Bitcoin (BTC) has climbed to heights not witnessed since May 2022 when the cryptocurrency sector was grappling with a series of controversies.
What began as a noteworthy milestone was Bitcoin surpassing the $31,000 mark on Monday. However, the cryptocurrency’s price experienced a rapid ascent. Later in the day, it surged past $32,000, $33,000, $34,000, and finally $35,000 within just a few minutes. Perpetual contracts listed on Binance’s exchange came close to touching $36,000.
These price levels take Bitcoin back to where it was last seen in May 2022, prior to a series of events involving Terra-Luna, Three Arrows Capital, Genesis, and FTX that soured market sentiment and drove Bitcoin’s price to nearly $15,000. At the time, the industry’s very survival seemed to be in question for some.
However, market sentiment has improved considerably, driven in large part by the prospect of Bitcoin exchange-traded funds (ETFs) that are seen as potential game-changers, making it significantly easier for investors to buy BTC and expanding the pool of potential participants.
Currently, Grayscale, the largest exchange-traded Bitcoin product, operates as a trust, which has certain limitations. Although the U.S. Securities and Exchange Commission rejected its bid to convert the product into a more attractive ETF, a recent court decision criticized that rejection, and the SEC has chosen not to appeal. This development raises the likelihood that Grayscale will successfully launch its own ETF.

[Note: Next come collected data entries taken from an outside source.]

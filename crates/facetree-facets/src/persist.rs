#![forbid(unsafe_code)]

//! Persisted user state for facet trees.
//!
//! Node ids do not survive a restart, so state is recorded by path: the
//! names from the category down, e.g. `["Status", "N/A"]`. Names are kept as
//! separate segments because they may themselves contain `/`. Only checked
//! *leaves* are stored: parents are derived by roll-up when the leaves are
//! re-applied.

use std::collections::BTreeSet;

use facetree_core::{CheckState, NodeId, StateKey, Stateful};

use crate::facet::FacetTree;

/// Saved checked/expanded/selected state of a [`FacetTree`].
#[derive(Clone, Debug, Default, PartialEq, Eq)]
#[cfg_attr(
    feature = "state-persistence",
    derive(serde::Serialize, serde::Deserialize)
)]
pub struct FacetTreeState {
    /// Paths of checked leaves.
    pub checked: BTreeSet<FacetPath>,
    /// Paths of expanded nodes.
    pub expanded: BTreeSet<FacetPath>,
    /// Path of the selected node.
    pub selected: Option<FacetPath>,
}

/// Names from a category down to a node.
pub type FacetPath = Vec<String>;

impl<P> Stateful for FacetTree<P> {
    type State = FacetTreeState;

    fn state_key(&self) -> StateKey {
        StateKey::new("FacetTree", self.persistence_id().unwrap_or("default"))
    }

    fn save_state(&self) -> FacetTreeState {
        let mut state = FacetTreeState::default();
        for id in self.forest().iter() {
            let (Some(node), Some(path)) = (self.get(id), self.segments(id)) else {
                continue;
            };
            if node.is_leaf() && node.checked() == CheckState::Checked {
                state.checked.insert(path.clone());
            }
            if node.is_expanded() {
                state.expanded.insert(path.clone());
            }
            if node.is_selected() && state.selected.is_none() {
                state.selected = Some(path);
            }
        }
        state
    }

    fn restore_state(&mut self, state: FacetTreeState) {
        let order: Vec<NodeId> = self.forest().iter().collect();

        let selected = state.selected.as_deref().and_then(|path| self.find_path(path));
        let _ = self.forest_mut().select(selected);

        // Descendants first, so a collapsed ancestor is not re-expanded by a
        // saved child.
        for &id in order.iter().rev() {
            let Some(path) = self.segments(id) else {
                continue;
            };
            let _ = self
                .forest_mut()
                .set_expanded(id, state.expanded.contains(&path));
        }

        for &id in &order {
            let is_leaf = self.get(id).is_some_and(|node| node.is_leaf());
            let Some(path) = self.segments(id).filter(|_| is_leaf) else {
                continue;
            };
            let value = CheckState::from(state.checked.contains(&path));
            let _ = self.forest_mut().set_checked(id, value, false, true);
        }

        facetree_core::trace!(
            checked = state.checked.len(),
            expanded = state.expanded.len(),
            "restored facet tree state"
        );
    }
}
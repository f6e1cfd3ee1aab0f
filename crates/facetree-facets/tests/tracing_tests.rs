#![forbid(unsafe_code)]

//! Tracing integration tests for the facet merge.
//!
//! Merge spans and events enabled:
//!   cargo test -p facetree-facets --features tracing --test tracing_tests
//!
//! Zero-overhead verification (no feature):
//!   cargo test -p facetree-facets --test tracing_tests -- zero_overhead

use std::collections::HashMap;
use std::sync::{Arc, Mutex};

use facetree_facets::{FacetTree, MergeEngine, facet};

use tracing_subscriber::layer::SubscriberExt;
use tracing_subscriber::registry::LookupSpan;

// ============================================================================
// Test Infrastructure
// ============================================================================

/// A captured span or event with its fields.
#[derive(Debug, Clone)]
#[allow(dead_code)]
struct Captured {
    name: String,
    fields: HashMap<String, String>,
    parent_name: Option<String>,
}

/// A tracing Layer that records spans and events.
struct Capture {
    spans: Arc<Mutex<Vec<Captured>>>,
    events: Arc<Mutex<Vec<Captured>>>,
}

/// Handle to read what was captured.
struct CaptureHandle {
    spans: Arc<Mutex<Vec<Captured>>>,
    events: Arc<Mutex<Vec<Captured>>>,
}

impl CaptureHandle {
    fn spans(&self) -> Vec<Captured> {
        self.spans.lock().unwrap().clone()
    }

    fn events(&self) -> Vec<Captured> {
        self.events.lock().unwrap().clone()
    }
}

/// Visitor that extracts fields.
struct FieldVisitor(Vec<(String, String)>);

impl tracing::field::Visit for FieldVisitor {
    fn record_debug(&mut self, field: &tracing::field::Field, value: &dyn std::fmt::Debug) {
        self.0.push((field.name().to_string(), format!("{value:?}")));
    }

    fn record_u64(&mut self, field: &tracing::field::Field, value: u64) {
        self.0.push((field.name().to_string(), value.to_string()));
    }

    fn record_str(&mut self, field: &tracing::field::Field, value: &str) {
        self.0.push((field.name().to_string(), value.to_string()));
    }
}

impl<S> tracing_subscriber::Layer<S> for Capture
where
    S: tracing::Subscriber + for<'a> LookupSpan<'a>,
{
    fn on_new_span(
        &self,
        attrs: &tracing::span::Attributes<'_>,
        _id: &tracing::span::Id,
        ctx: tracing_subscriber::layer::Context<'_, S>,
    ) {
        let mut visitor = FieldVisitor(Vec::new());
        attrs.record(&mut visitor);
        let parent_name = ctx
            .current_span()
            .id()
            .and_then(|id| ctx.span(id))
            .map(|span_ref| span_ref.name().to_string());

        self.spans.lock().unwrap().push(Captured {
            name: attrs.metadata().name().to_string(),
            fields: visitor.0.into_iter().collect(),
            parent_name,
        });
    }

    fn on_event(&self, event: &tracing::Event<'_>, ctx: tracing_subscriber::layer::Context<'_, S>) {
        let mut visitor = FieldVisitor(Vec::new());
        event.record(&mut visitor);
        let parent_name = ctx
            .event_span(event)
            .map(|span_ref| span_ref.name().to_string());

        self.events.lock().unwrap().push(Captured {
            name: event.metadata().name().to_string(),
            fields: visitor.0.into_iter().collect(),
            parent_name,
        });
    }
}

/// Set up a subscriber with capture and run a closure.
fn with_capture<F>(f: F) -> CaptureHandle
where
    F: FnOnce(),
{
    let spans = Arc::new(Mutex::new(Vec::new()));
    let events = Arc::new(Mutex::new(Vec::new()));
    let layer = Capture {
        spans: spans.clone(),
        events: events.clone(),
    };
    let subscriber = tracing_subscriber::registry().with(layer);
    tracing::subscriber::with_default(subscriber, f);
    CaptureHandle { spans, events }
}

fn status(values: &[(&str, u64)]) -> FacetTree<()> {
    let total = values.iter().map(|(_, count)| count).sum();
    let category = values
        .iter()
        .fold(facet("Status", total), |cat, &(name, count)| {
            cat.child(facet(name, count))
        });
    FacetTree::from_subtrees([category])
}

// ============================================================================
// Tests
// ============================================================================

#[test]
#[cfg(feature = "tracing")]
fn merge_opens_span_with_root_counts() {
    let handle = with_capture(|| {
        let _ = MergeEngine::default().merge(
            status(&[("new", 2), ("draft", 1)]),
            status(&[("new", 8), ("draft", 2), ("unread", 2)]),
        );
    });

    let spans = handle.spans();
    let merge_span = spans
        .iter()
        .find(|s| s.name == "facet_merge")
        .expect("facet_merge span");
    assert_eq!(merge_span.fields.get("existing_roots").map(String::as_str), Some("1"));
    assert_eq!(merge_span.fields.get("incoming_roots").map(String::as_str), Some("1"));
}

#[test]
#[cfg(feature = "tracing")]
fn merge_reports_summary_inside_span() {
    let handle = with_capture(|| {
        let mut shown = status(&[("new", 2), ("draft", 1), ("unread", 2)]);
        MergeEngine::default().merge_into(&mut shown, status(&[("new", 8), ("", 1)]));
    });

    let events = handle.events();
    let summary = events
        .iter()
        .find(|e| e.fields.get("message").is_some_and(|m| m.contains("facet merge complete")))
        .expect("merge summary event");
    assert_eq!(summary.parent_name.as_deref(), Some("facet_merge"));
    assert_eq!(summary.fields.get("updated").map(String::as_str), Some("1"));
    assert_eq!(summary.fields.get("retained").map(String::as_str), Some("2"));
    assert_eq!(summary.fields.get("skipped_blank").map(String::as_str), Some("1"));
}

#[test]
#[cfg(feature = "tracing")]
fn dropped_category_is_logged() {
    let handle = with_capture(|| {
        let incoming = FacetTree::from_subtrees([facet("Type", 1).child(facet("pdf", 1))]);
        let _ = MergeEngine::default().merge(status(&[("new", 2)]), incoming);
    });

    let events = handle.events();
    assert!(
        events
            .iter()
            .any(|e| e.fields.get("category").is_some_and(|c| c == "Type")),
        "expected a dropped-category event, got: {events:?}"
    );
}

#[test]
#[cfg(feature = "tracing")]
fn user_toggle_is_traced() {
    let handle = with_capture(|| {
        let mut tree = status(&[("new", 2)]);
        let new = tree.find_path(&["Status", "new"]).unwrap();
        tree.toggle(new).unwrap();
    });

    let events = handle.events();
    assert!(
        events
            .iter()
            .any(|e| e.fields.get("message").is_some_and(|m| m.contains("user set checked"))),
        "expected a toggle event, got: {events:?}"
    );
}

#[test]
#[cfg(not(feature = "tracing"))]
fn zero_overhead_no_spans_without_feature() {
    let handle = with_capture(|| {
        let merged = MergeEngine::default().merge(
            status(&[("new", 2)]),
            status(&[("new", 8)]),
        );
        assert_eq!(merged.doc_count(merged.roots()[0]), Some(8));
    });

    assert!(handle.spans().iter().all(|s| s.name != "facet_merge"));
    assert!(handle.events().is_empty());
}
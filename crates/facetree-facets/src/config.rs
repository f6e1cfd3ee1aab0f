#![forbid(unsafe_code)]

//! Merge configuration.
//!
//! Defaults reproduce the plain merge exactly. Two knobs can be set in code
//! or from the environment:
//!
//! | Variable | Values | Default |
//! |----------|--------|---------|
//! | `FACETREE_NEW_CATEGORIES` | `ignore`, `append` | `ignore` |
//! | `FACETREE_CASE_INSENSITIVE` | `1/0/true/false/yes/no/on/off` | `false` |

use core::fmt;
use std::env;

/// Environment variable for [`MergeConfig::new_categories`].
pub const ENV_NEW_CATEGORIES: &str = "FACETREE_NEW_CATEGORIES";
/// Environment variable for [`MergeConfig::case_insensitive`].
pub const ENV_CASE_INSENSITIVE: &str = "FACETREE_CASE_INSENSITIVE";

/// What to do with a category present in the incoming tree but not in the
/// displayed one.
#[derive(Debug, Clone, Copy, PartialEq, Eq, Default)]
pub enum NewCategoryPolicy {
    /// Drop it; the displayed categories are fixed after the first result.
    #[default]
    Ignore,
    /// Append it after the existing categories.
    Append,
}

impl NewCategoryPolicy {
    /// Stable lowercase name.
    #[must_use]
    pub const fn as_str(self) -> &'static str {
        match self {
            Self::Ignore => "ignore",
            Self::Append => "append",
        }
    }

    /// Parse a policy name (case-insensitive, surrounding whitespace ignored).
    #[must_use]
    pub fn parse(value: &str) -> Option<Self> {
        match value.trim().to_ascii_lowercase().as_str() {
            "ignore" | "drop" => Some(Self::Ignore),
            "append" | "add" => Some(Self::Append),
            _ => None,
        }
    }
}

impl fmt::Display for NewCategoryPolicy {
    fn fmt(&self, f: &mut fmt::Formatter<'_>) -> fmt::Result {
        f.write_str(self.as_str())
    }
}

/// Merge engine configuration.
#[derive(Debug, Clone, Copy, PartialEq, Eq, Default)]
pub struct MergeConfig {
    /// Policy for incoming categories with no displayed counterpart.
    pub new_categories: NewCategoryPolicy,
    /// Match names ignoring ASCII case.
    pub case_insensitive: bool,
}

impl MergeConfig {
    /// Set the new-category policy.
    #[must_use]
    pub fn with_new_categories(mut self, policy: NewCategoryPolicy) -> Self {
        self.new_categories = policy;
        self
    }

    /// Set case-insensitive name matching.
    #[must_use]
    pub fn with_case_insensitive(mut self, enabled: bool) -> Self {
        self.case_insensitive = enabled;
        self
    }

    /// Whether two facet names refer to the same facet.
    #[must_use]
    pub fn names_match(&self, a: &str, b: &str) -> bool {
        if self.case_insensitive {
            a.eq_ignore_ascii_case(b)
        } else {
            a == b
        }
    }

    /// Parse config from environment variables, ignoring bad values.
    #[must_use]
    pub fn from_env() -> Self {
        Self::from_env_with_diagnostics().config
    }

    /// Parse config from environment variables and return diagnostics.
    #[must_use]
    pub fn from_env_with_diagnostics() -> MergeConfigParse {
        from_env_with(|key| env::var(key).ok())
    }
}

/// Configuration parse result with diagnostics.
#[derive(Debug, Clone)]
pub struct MergeConfigParse {
    /// The parsed config; fields with bad values keep their defaults.
    pub config: MergeConfig,
    /// One entry per rejected value.
    pub errors: Vec<ConfigError>,
}

/// Configuration error with field context.
#[derive(Debug, Clone, PartialEq, Eq)]
pub struct ConfigError {
    /// Config field name.
    pub field: &'static str,
    /// The rejected raw value.
    pub value: String,
    /// What was expected.
    pub message: String,
}

impl ConfigError {
    fn new(field: &'static str, value: impl Into<String>, message: impl Into<String>) -> Self {
        Self {
            field,
            value: value.into(),
            message: message.into(),
        }
    }
}

impl fmt::Display for ConfigError {
    fn fmt(&self, f: &mut fmt::Formatter<'_>) -> fmt::Result {
        write!(f, "{}={} ({})", self.field, self.value, self.message)
    }
}

impl std::error::Error for ConfigError {}

fn from_env_with<F>(mut get: F) -> MergeConfigParse
where
    F: FnMut(&str) -> Option<String>,
{
    let mut config = MergeConfig::default();
    let mut errors = Vec::new();

    if let Some(value) = get(ENV_NEW_CATEGORIES) {
        match NewCategoryPolicy::parse(&value) {
            Some(parsed) => config.new_categories = parsed,
            None => errors.push(ConfigError::new(
                "new_categories",
                value,
                "expected ignore|append",
            )),
        }
    }

    if let Some(value) = get(ENV_CASE_INSENSITIVE) {
        match parse_bool(&value) {
            Some(parsed) => config.case_insensitive = parsed,
            None => errors.push(ConfigError::new(
                "case_insensitive",
                value,
                "expected bool (1/0/true/false)",
            )),
        }
    }

    MergeConfigParse { config, errors }
}

#[inline]
fn parse_bool(value: &str) -> Option<bool> {
    match value.trim().to_ascii_lowercase().as_str() {
        "1" | "true" | "yes" | "on" => Some(true),
        "0" | "false" | "no" | "off" => Some(false),
        _ => None,
    }
}
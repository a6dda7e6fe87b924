//! Timing and fleet configuration.
//!
//! # Design
//!
//! Durations are stored as integer milliseconds so config files stay
//! readable (`"move_time_ms": 10000`) and arithmetic stays exact.  Accessors
//! hand out `std::time::Duration` for the async code that sleeps on them.
//!
//! Both structs are read once when the fleet is built and copied into every
//! unit and the dispatcher's scorer; nothing mutates them afterwards.

use std::time::Duration;

use crate::{LiftError, LiftResult};

// ── TimingConfig ──────────────────────────────────────────────────────────────

/// How long a unit spends moving one floor and servicing one stop.
#[derive(Copy, Clone, PartialEq, Eq, Debug)]
#[cfg_attr(feature = "serde", derive(serde::Serialize, serde::Deserialize))]
#[cfg_attr(feature = "serde", serde(default))]
pub struct TimingConfig {
    /// Time to travel between adjacent floors.  Default: 10 000 ms.
    pub move_time_ms: u64,
    /// Time doors stay open for a pickup or drop-off.  Default: 10 000 ms.
    pub stop_time_ms: u64,
}

impl TimingConfig {
    /// Both phases take no time.  Units still suspend, but only for a yield.
    pub const ZERO: TimingConfig = TimingConfig { move_time_ms: 0, stop_time_ms: 0 };

    pub fn from_millis(move_time_ms: u64, stop_time_ms: u64) -> Self {
        Self { move_time_ms, stop_time_ms }
    }

    pub fn from_secs(move_secs: u64, stop_secs: u64) -> Self {
        Self::from_millis(move_secs.saturating_mul(1_000), stop_secs.saturating_mul(1_000))
    }

    #[inline]
    pub fn move_duration(&self) -> Duration {
        Duration::from_millis(self.move_time_ms)
    }

    #[inline]
    pub fn stop_duration(&self) -> Duration {
        Duration::from_millis(self.stop_time_ms)
    }
}

impl Default for TimingConfig {
    fn default() -> Self {
        Self::from_secs(10, 10)
    }
}

// ── FleetConfig ───────────────────────────────────────────────────────────────

/// Top-level fleet configuration.
///
/// Typically loaded from JSON by the application crate and handed to
/// `lift_sim::FleetBuilder`.
#[derive(Clone, Debug, PartialEq, Eq)]
#[cfg_attr(feature = "serde", derive(serde::Serialize, serde::Deserialize))]
#[cfg_attr(feature = "serde", serde(default))]
pub struct FleetConfig {
    /// Number of cars.  Must be at least 1.  Default: 4.
    pub unit_count: usize,

    /// Move/stop durations shared by every unit.
    pub timing: TimingConfig,

    /// Period of the tick source: one assignment pass plus one tick per idle
    /// unit every `tick_period_ms`.  Must be non-zero.  Default: 1000.
    pub tick_period_ms: u64,

    /// Flat ETA cost for a unit already committed to the opposite direction
    /// of a new request.  Default: 20 000 ms.
    pub direction_penalty_ms: u64,
}

impl FleetConfig {
    /// A config with `unit_count` cars and default everything else.
    pub fn with_units(unit_count: usize) -> Self {
        Self { unit_count, ..Self::default() }
    }

    /// Builder-style override of the timing pair.
    pub fn timing(mut self, timing: TimingConfig) -> Self {
        self.timing = timing;
        self
    }

    #[inline]
    pub fn tick_period(&self) -> Duration {
        Duration::from_millis(self.tick_period_ms)
    }

    #[inline]
    pub fn direction_penalty(&self) -> Duration {
        Duration::from_millis(self.direction_penalty_ms)
    }

    /// Reject configurations the fleet cannot run with.
    pub fn validate(&self) -> LiftResult<()> {
        if self.unit_count == 0 {
            return Err(LiftError::Config("fleet must contain at least one unit".into()));
        }
        if self.tick_period_ms == 0 {
            return Err(LiftError::Config("tick_period_ms must be greater than zero".into()));
        }
        Ok(())
    }
}

impl Default for FleetConfig {
    fn default() -> Self {
        Self {
            unit_count:           4,
            timing:               TimingConfig::default(),
            tick_period_ms:       1_000,
            direction_penalty_ms: 20_000,
        }
    }
}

BlackRock, the world’s largest asset manager, has also expressed optimism about Bitcoin’s prospects and has submitted its own Bitcoin ETF application to the SEC, along with other traditional financial firms. BlackRock CEO Larry Fink recently noted a growing demand for cryptocurrency among their clients.
Notably, the BlackRock ETF has appeared on the Depository Trust & Clearing Corp. website, a crucial U.S. market utility responsible for processing all securities transactions. While this listing doesn’t confirm ETF approval, the fact that BlackRock has reached this stage in preparation signals a sense of optimism.
In the hour surrounding Bitcoin’s rapid surge on Monday, over $167 million worth of derivative positions were liquidated, contributing to the daily total of $344 million, according to CoinGlass. Open interest, a metric that measures the notional value of all derivative positions, failed to keep pace with Bitcoin’s ascent. It dropped from a peak of $10.5 billion to $9.4 billion due to liquidations, short positions being stopped out, and long positions taking profits.
Furthermore, Galaxy Digital’s recent market report highlights an emerging narrative in the options market. At the $32,500 level, options dealers would need to purchase nearly $20 million worth of BTC for every 1% move upward to maintain delta neutrality.